Attacco azero contro il Nagorno-Karabakh. L’appello di mons. Bassalé, vescovo degli armeni

L’azione militare condotta la scorsa settimana dall’Azerbaigian contro la popolazione armena dell’Artsakh (nome armeno di Nagorno-Karabakh) ha causato almeno 200 morti e più di 400 feriti in totale secondo un report di Caritas Inernationalis giunto al Sir tramite mons. Mikael Bassalé, amministratore apostolico dei cattolici di rito armeno.
Tra i civili, si contano 10 morti, tra cui 5 bambini; più di 40 le persone ferite, tra cui 13 bambini. Cifre provvisorie in costante aggiornamento. Migliaia di persone sarebbero state evacuate con la forza da una ventina di villaggi o poste sotto assedio nella città di Martakert.
Sempre secondo rapporti non ufficiali, circa 10mila persone sono rimaste bloccate nell’aeroporto di Stepanakert senza acqua, cibo e altri beni di prima necessità. Secondo l’agenzia Asia News, da quei territori è in corso un esodo di massa in auto verso l’Armenia attraverso il corridoio di Lachin, chiuso da mesi.
Sono oltre 120mila gli armeni in fuga perché hanno opposto un netto rifiuto alla proposta di vivere come parte dell’Azerbaigian per timori di persecuzioni e pulizia etnica. Condanne alle operazioni militari azere sono giunte da Stati Uniti, Francia, Germania e Unione europea, che hanno chiesto di “fermare gli attacchi e tornare alla diplomazia”. La fine del conflitto nel Nagorno-Karabakh è stata chiesta anche da Papa Francesco.
“Non lasciateci soli, non abbandonateci. Quello che sta succedendo è una cosa terribile. Il governo azero ha deportato gli armeni nel corridoio di Lachin. Hanno poi attaccato la nostra gente, hanno colpito anche i bambini e gli anziani. Tanti sono morti. È un genocidio”.
Questo l’appello lanciato tramite il Sir da mons.
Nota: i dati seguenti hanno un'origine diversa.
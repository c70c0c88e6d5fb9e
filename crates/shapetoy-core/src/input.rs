//! Input state management for mouse and keyboard events.

use kurbo::{Point, Vec2};
use serde::{Deserialize, Serialize};

/// Key name that switches selection into additive (toggle) mode.
pub const ADDITIVE_KEY: &str = "Shift";

/// Modifier keys state.
#[derive(Debug, Clone, Copy, Default, PartialEq, Eq, Serialize, Deserialize)]
pub struct Modifiers {
    pub shift: bool,
}

impl Modifiers {
    /// Whether clicks should toggle membership instead of replacing the selection.
    pub fn additive(&self) -> bool {
        self.shift
    }
}

/// Pointer event in canvas-local coordinates.
#[derive(Debug, Clone, Copy, PartialEq, Serialize, Deserialize)]
pub enum PointerEvent {
    /// Button pressed over the canvas.
    Down { position: Point },
    /// Pointer moved, anywhere in the viewport.
    Move { position: Point },
    /// Button released, anywhere in the viewport.
    Up { position: Point },
    /// Press and release on the canvas.
    Click { position: Point },
    /// Pointer left the canvas element.
    Leave,
}

/// Keyboard event type, carrying the DOM-style key name.
#[derive(Debug, Clone, PartialEq, Eq, Serialize, Deserialize)]
pub enum KeyEvent {
    Pressed(String),
    Released(String),
}

/// On-screen offset of the canvas element, used to convert client coordinates.
#[derive(Debug, Clone, Copy, Default, PartialEq, Serialize, Deserialize)]
pub struct CanvasOrigin {
    pub left: f64,
    pub top: f64,
}

impl CanvasOrigin {
    pub fn new(left: f64, top: f64) -> Self {
        Self { left, top }
    }

    /// Convert a client (viewport) position to canvas-local coordinates.
    pub fn to_local(&self, client: Point) -> Point {
        client - Vec2::new(self.left, self.top)
    }
}

/// Tracks keyboard modifier state across events.
#[derive(Debug, Clone, Default)]
pub struct InputState {
    /// Current modifier keys state.
    pub modifiers: Modifiers,
}

impl InputState {
    /// Create a new input state.
    pub fn new() -> Self {
        Self::default()
    }

    /// Process a key event, keeping the modifier flags in sync.
    pub fn handle_key_event(&mut self, event: &KeyEvent) {
        let (key, down) = match event {
            KeyEvent::Pressed(key) => (key, true),
            KeyEvent::Released(key) => (key, false),
        };
        if key == ADDITIVE_KEY {
            self.modifiers.shift = down;
        }
    }
}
Bassalé, sull’onda di segnalazioni da parte di fonti cattoliche in Armenia.
Secondo il vescovo, non è da escludere che gli azeri possano arrivare ad attaccare l’Armenia e questa “sarebbe una catastrofe” perché difficilmente l’Armenia potrebbe resistere da sola.
L’Armenia, spiega, “non può esistere senza il sostegno di Russia e Ue: la guerra in Ucraina ha complicato ancora più le cose… Non si sa chi è il vero amico del Paese”. La priorità ora per il vescovo è garantire la sicurezza delle persone: “Occorre inviare al più presto possibile forze delle Nazioni Unite per portarle in un posto sicuro”.
A causa del blocco del “Corridoio di Lachin”, unico accesso che dal mondo esterno porta all’enclave armena, ai circa 120.000 abitanti dell’Artsakh mancano cibo, farmaci, elettricità e carburante.
Il segretario generale del Consiglio ecumenico delle Chiese, Jerry Pillay, ha lanciato un appello urgente affinché il governo dell’Azerbaigian accetti di impegnarsi in un dialogo autentico e significativo con gli armeni del Nagorno – Karabakh/Artsakh per una pace giusta e sostenibile, nel pieno rispetto del diritto internazionale umanitario e dei diritti umani”.